C. Second Vice President
Election
Number of vacancies
1
Candidates
- Name:Misty AndersonCandidate statement:Misty G. Anderson is the James R. Cox Professor and Head of English at the University of Tennessee, where she also holds courtesy appointments in the Theatre and Religious Studies departments. Anderson is the author of Imagining Methodism in Eighteenth-Century Britain: Enthusiasm, Belief, and the Borders of the Self (Johns Hopkins, 2012) and Female Playwrights and Eighteenth-Century Comedy: Negotiating Marriage on the London Stage (Palgrave, 2002), and is co-editor of the Routledge Anthology of Restoration and Eighteenth-Century Drama and Theatre, vols. 1 and 2 (2017 and 2019), with Daniel O’Quinn and Kristina Straub. She has held fellowships at the Beinecke Library, the Lewis Walpole Library, and the Newberry Library. She edited Restoration for 13 years and has published in or reviewed for numerous journals, including ECS, ECF, ECTI, SECC, ECL, RECTR, and Modern Philology. She is one of the founders of the R/18 Collective, a dramaturg for the Clarence Brown and Red Bull Theatres, and a producer of a number of staged readings of Restoration and eighteenth-century plays. She has served ASECS as a past Board member (2016-20), member of the Executive Director search (2020-21), chair of the Women’s Caucus (2015-17), co-chair of the Masquerade Ball Committee (2013-14 and 2017-18), and co-chair of the first Women’s Caucus fundraising committee (2002), as well as in posts as chair of the MLA Restoration and 18thC, later 18thC, and Religion Literature Executive Committees and on the SEASECS board. She believes that ASECS’s future depends on recommitting to our diversity as a community of interdisciplinary scholars; to fostering new work on the global eighteenth-century; to supporting our non-tenure-track colleagues in better and new ways, and to connecting to larger public audiences and artists to communicate the value of our work.

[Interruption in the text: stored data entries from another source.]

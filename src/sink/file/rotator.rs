// Copyright 2024 FastLabs Developers
//
// Licensed under the Apache License, Version 2.0 (the "License");
// you may not use this file except in compliance with the License.
// You may obtain a copy of the License at
//
//     http://www.apache.org/licenses/LICENSE-2.0
//
// Unless required by applicable law or agreed to in writing, software
// distributed under the License is distributed on an "AS IS" BASIS,
// WITHOUT WARRANTIES OR CONDITIONS OF ANY KIND, either express or implied.
// See the License for the specific language governing permissions and
// limitations under the License.


use std::fs;
use std::io;
use std::path::Path;
use std::path::PathBuf;
use std::sync::Arc;
use std::sync::Weak;
use std::time::Duration;

use jiff::SignedDuration;
use jiff::Timestamp;
use regex::Regex;

use crate::Arg;
use crate::Channel;
use crate::Error;
use crate::Kind;
use crate::args;
use crate::sink::file::Clock;
use crate::sink::file::FileStamp;
use crate::sink::file::TextFileConfig;

const MIB: f64 = 1024.0 * 1024.0;

/// Enforces count, age and size limits on the log files next to an active log file.
///
/// The rotator never deletes the active file. When the active file alone exceeds the size budget,
/// the rotator reports an overflow instead.
///
/// Files are tracked newest first; the list is built on the first [`check`](Rotator::check) and
/// kept up to date by the trimming passes afterwards.
#[derive(Debug)]
pub struct Rotator {
    logging_path: PathBuf,
    pattern: Regex,
    max_total_bytes: u64,
    fatal_single_file_bytes: u64,
    allow_crash_on_fatal_size: bool,
    max_file_count: i64,
    check_interval: Duration,
    max_file_age: Option<Duration>,
    file_stamp: FileStamp,
    clock: Clock,
    reporter: Option<Weak<Channel>>,

    observed: Vec<LogFile>,
    overflow: bool,
    initialized: bool,
    last_check: Timestamp,
}

#[derive(Debug)]
struct LogFile {
    path: PathBuf,
    len: u64,
    stamp: Timestamp,
}

impl Rotator {
    /// Create a rotator for the directory of `logging_path`, the active log file.
    ///
    /// # Errors
    ///
    /// Return an error if the file pattern of the configuration is not a valid regex.
    pub fn new(logging_path: impl Into<PathBuf>, config: &TextFileConfig) -> Result<Self, Error> {
        let pattern = Regex::new(&config.file_pattern).map_err(|err| {
            Error::new("invalid log file pattern")
                .with_context("pattern", &config.file_pattern)
                .with_source(err)
        })?;

        let clock = Clock::System;
        Ok(Self {
            logging_path: logging_path.into(),
            pattern,
            max_total_bytes: config.max_total_bytes,
            fatal_single_file_bytes: config.fatal_single_file_bytes,
            allow_crash_on_fatal_size: config.allow_crash_on_fatal_size,
            max_file_count: config.max_file_count,
            check_interval: config.rotation_check_interval,
            max_file_age: config.max_file_age,
            file_stamp: config.file_stamp,
            last_check: clock.now(),
            clock,
            reporter: None,
            observed: vec![],
            overflow: false,
            initialized: false,
        })
    }

    /// Use the given clock. The check interval starts anew.
    #[must_use]
    pub fn with_clock(mut self, clock: impl Into<Clock>) -> Self {
        self.clock = clock.into();
        self.last_check = self.clock.now();
        self
    }

    /// Report trimming, overflows and fatal sizes to the given channel.
    #[must_use]
    pub fn with_reporter(mut self, channel: &Arc<Channel>) -> Self {
        self.reporter = Some(Arc::downgrade(channel));
        self
    }

    /// The active log file.
    pub fn logging_path(&self) -> &Path {
        &self.logging_path
    }

    /// The tracked files, newest first.
    pub fn observed_files(&self) -> impl Iterator<Item = &Path> {
        self.observed.iter().map(|file| file.path.as_path())
    }

    /// Whether the active file alone exceeds the size budget.
    pub fn current_overflow(&self) -> bool {
        self.overflow
    }

    /// Trim by size, then set the overflow state.
    pub fn set_current_overflow(&mut self, overflow: bool) -> Result<(), Error> {
        self.trim_size()?;
        self.overflow = overflow;
        Ok(())
    }

    /// Apply the rotation policies if the check interval has elapsed.
    ///
    /// The first time, the directory is scanned and every policy applies. Later checks only trim
    /// by size.
    pub fn check(&mut self) -> Result<(), Error> {
        let now = self.clock.now();
        let interval = SignedDuration::try_from(self.check_interval).unwrap_or(SignedDuration::MAX);
        if now.duration_since(self.last_check) < interval {
            return Ok(());
        }
        self.last_check = now;

        if !self.initialized {
            self.refresh()?;
            self.initialized = true;
            self.trim_count()?;
            self.trim_age()?;
        }
        self.trim_size()?;
        Ok(())
    }

    /// Rescan the log directory.
    pub fn refresh(&mut self) -> Result<(), Error> {
        let mut files = self.list_log_files()?;
        files.sort_by(|a, b| b.stamp.cmp(&a.stamp).then_with(|| b.path.cmp(&a.path)));
        self.observed = files;
        Ok(())
    }

    /// Delete the oldest files beyond the maximum file count, returning how many were deleted.
    pub fn trim_count(&mut self) -> Result<usize, Error> {
        let Ok(max_file_count) = usize::try_from(self.max_file_count) else {
            return Ok(0);
        };

        let original = self.observed.len();
        while self.observed.len() > max_file_count {
            let Some(oldest) = self.observed.last() else {
                break;
            };
            if self.is_active(oldest) {
                break;
            }
            delete_log_file(&oldest.path)?;
            self.observed.pop();
        }

        let deleted = original - self.observed.len();
        if deleted > 0 {
            self.report(
                Kind::Debug,
                "Log file count limit reached: deleted {0} log files.",
                args![deleted],
            );
        }
        Ok(deleted)
    }

    /// Delete files older than the maximum age, oldest first, returning how many were deleted.
    pub fn trim_age(&mut self) -> Result<usize, Error> {
        let Some(max_file_age) = self.max_file_age else {
            return Ok(0);
        };
        let cutoff = self
            .clock
            .now()
            .checked_sub(max_file_age)
            .unwrap_or(Timestamp::MIN);

        let original = self.observed.len();
        while let Some(oldest) = self.observed.last() {
            if oldest.stamp > cutoff || self.is_active(oldest) {
                break;
            }
            delete_log_file(&oldest.path)?;
            self.observed.pop();
        }

        let deleted = original - self.observed.len();
        if deleted > 0 {
            self.report(
                Kind::Debug,
                "Log file age limit reached: deleted {0} log files.",
                args![deleted],
            );
        }
        Ok(deleted)
    }

    /// Delete the oldest files until all files together fit the size budget, returning how many
    /// were deleted.
    ///
    /// If the active file is reached first, the overflow state is set instead. If the active file
    /// exceeds the fatal size, a fatal entry is reported and, when allowed, the process exits.
    pub fn trim_size(&mut self) -> Result<usize, Error> {
        let active_len = fs::metadata(&self.logging_path).ok().map(|m| m.len());
        if let Some(len) = active_len {
            let logging_path = &self.logging_path;
            if let Some(active) = self
                .observed
                .iter_mut()
                .find(|file| file.path.file_name() == logging_path.file_name())
            {
                active.len = len;
            }
            if len > self.fatal_single_file_bytes {
                self.fatal_size(len);
            }
        }

        let original_len: u64 = self.observed.iter().map(|file| file.len).sum();
        if original_len <= self.max_total_bytes {
            return Ok(0);
        }

        let original_count = self.observed.len();
        let mut total_len = original_len;
        while total_len > self.max_total_bytes {
            let Some(oldest) = self.observed.last() else {
                break;
            };
            if self.is_active(oldest) {
                self.overflow = true;
                self.report(
                    Kind::Warning,
                    "Current log file exceeds the maximum log size.",
                    args![],
                );
                break;
            }
            delete_log_file(&oldest.path)?;
            total_len -= oldest.len;
            self.observed.pop();
        }

        let deleted = original_count - self.observed.len();
        if deleted > 0 {
            self.report(
                Kind::Debug,
                "Log size limit reached: deleted {0} log files, from {1} MiB down to {2} MiB.",
                args![
                    deleted,
                    format!("{:.2}", original_len as f64 / MIB),
                    format!("{:.2}", total_len as f64 / MIB)
                ],
            );
        }
        Ok(deleted)
    }

    pub(crate) fn reporter(&self) -> Option<Arc<Channel>> {
        self.reporter.as_ref().and_then(Weak::upgrade)
    }

    fn fatal_size(&self, len: u64) {
        self.report(
            Kind::Fatal,
            "PANIC: log file is much larger ({0} MiB) than expected!",
            args![format!("{:.2}", len as f64 / MIB)],
        );
        if self.allow_crash_on_fatal_size {
            if let Some(channel) = self.reporter() {
                channel.flush();
            }
            std::process::exit(1);
        }
    }

    fn is_active(&self, file: &LogFile) -> bool {
        file.path.file_name() == self.logging_path.file_name()
    }

    fn report(&self, kind: Kind, template: &str, args: &[Arg]) {
        if let Some(channel) = self.reporter() {
            channel.write(kind, template, args);
        }
    }

    fn list_log_files(&self) -> Result<Vec<LogFile>, Error> {
        let log_dir = match self.logging_path.parent() {
            Some(dir) if !dir.as_os_str().is_empty() => dir,
            _ => Path::new("."),
        };

        let read_dir = match fs::read_dir(log_dir) {
            Ok(read_dir) => read_dir,
            Err(err) if err.kind() == io::ErrorKind::NotFound => return Ok(vec![]),
            Err(err) => {
                return Err(Error::new("failed to read log dir")
                    .with_context("path", log_dir.display())
                    .with_source(err));
            }
        };

        let files = read_dir
            .filter_map(|entry| {
                let entry = entry.ok()?;
                let metadata = entry.metadata().ok()?;
                if !metadata.is_file() {
                    return None;
                }

                // if the filename is not a UTF-8 string, skip it.
                let filename = entry.file_name();
                if !self.pattern.is_match(filename.to_str()?) {
                    return None;
                }

                let time = match self.file_stamp {
                    FileStamp::Created => metadata.created().or_else(|_| metadata.modified()),
                    FileStamp::Modified => metadata.modified(),
                };
                let stamp = time
                    .ok()
                    .and_then(|time| Timestamp::try_from(time).ok())
                    .unwrap_or(Timestamp::UNIX_EPOCH);

                Some(LogFile {
                    path: entry.path(),
                    len: metadata.len(),
                    stamp,
                })
            })
            .collect();

        Ok(files)
    }
}

// A file that is already gone needs no deletion.
fn delete_log_file(path: &Path) -> Result<(), Error> {
    match fs::remove_file(path) {
        Ok(()) => Ok(()),
        Err(err) if err.kind() == io::ErrorKind::NotFound => Ok(()),
        Err(err) => Err(Error::new("failed to delete log file")
            .with_context("path", path.display())
            .with_source(err)),
    }
}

- Name:Sean MooreCandidate statement:Sean D. Moore is Professor of English and Former Dean of the University of New Hampshire (UNH) Honors College. His ASECS service includes being Editor of Eighteenth-Century Studies (2017-2021), Member of the Travelling Jam Pot Committee (2014-2015), Chair of the Irish Studies Caucus (2006-2012), and his membership in the Race and Empire Caucus. He is most recently author of Slavery and the Making of Early American Libraries: British Literature, Political Thought, and the Transatlantic Book Trade, 1731-1814 (Oxford UP, 2019), which was funded by NEH, AAS/NEH, Newport Mansions, MHS, and Library Company of Philadelphia fellowships. His first book, Swift, the Book, and the Irish Financial Revolution: Satire and Sovereignty in Colonial Ireland (Johns Hopkins UP, 2010), which was funded by a Fulbright Scholarship to Ireland as a Duke Ph.D. candidate, won the Murphy Prize for Distinguished Book from the American Conference for Irish Studies. He is also a PMLA and Early American Literature author and book historian. He has recently won fellowships from the U.K. Willison Charitable Trust (2023), Maynooth University Library (Ireland, 2022), and University of Aberdeen Library (Scotland, 2022) for a third monograph project: “The British Secret Service and the Scottish and Irish Book Trades, 1660-1829: An Inquiry into the History of Intelligence.”
One of Professor Moore’s enhancements to the Editorship of Eighteenth-Century Studies was to do data analysis of women’s contributions to the journal such as finding in 2020 that 72 submissions were from women and 58 from men, with women writing 15 of the 24 articles (60%) printed in the journal that year. Indeed, in 2018 Moore did a study of JSTOR downloads and found, strikingly, that 5 of the 6 top downloaded articles from the journal were by women and that most of them were from the 1996 number of the journal or before, indicating that the pioneering work done by our women authors in the 1980s and 1990s continues to accumulate prestige for the journal. Further, in the introduction to the “Empire” issue (52.1, Fall 2018), he established that postcolonial studies essays were the most downloaded from ProjectMUSE in 2017, contradicting a 2009 PMLA roundtable saying that “postcolonialism is over.” He also found that postcolonialism continues to be a diplomatic language, not just a methodology, to address the interrelated histories of violence, domination, inequality, and injustice associated with imperialism, and that its ethics have consistently been associated with finding peace and social justice in the present. Moore not only increased the number of articles from 3-4 per issue to 7-8 per issue, but also with the help of Book Reviews Editor Jennifer Thorn, raised the number of book reviews from 3-5 to 20 per issue. These accomplishments not only made for more comprehensive issues, but also increasing the royalties bottom-line for ASECS. Accordingly, Professor Sean Moore can read a spreadsheet and has data analysis experiences that will serve him in his capacity as a Board Member and Vice-President.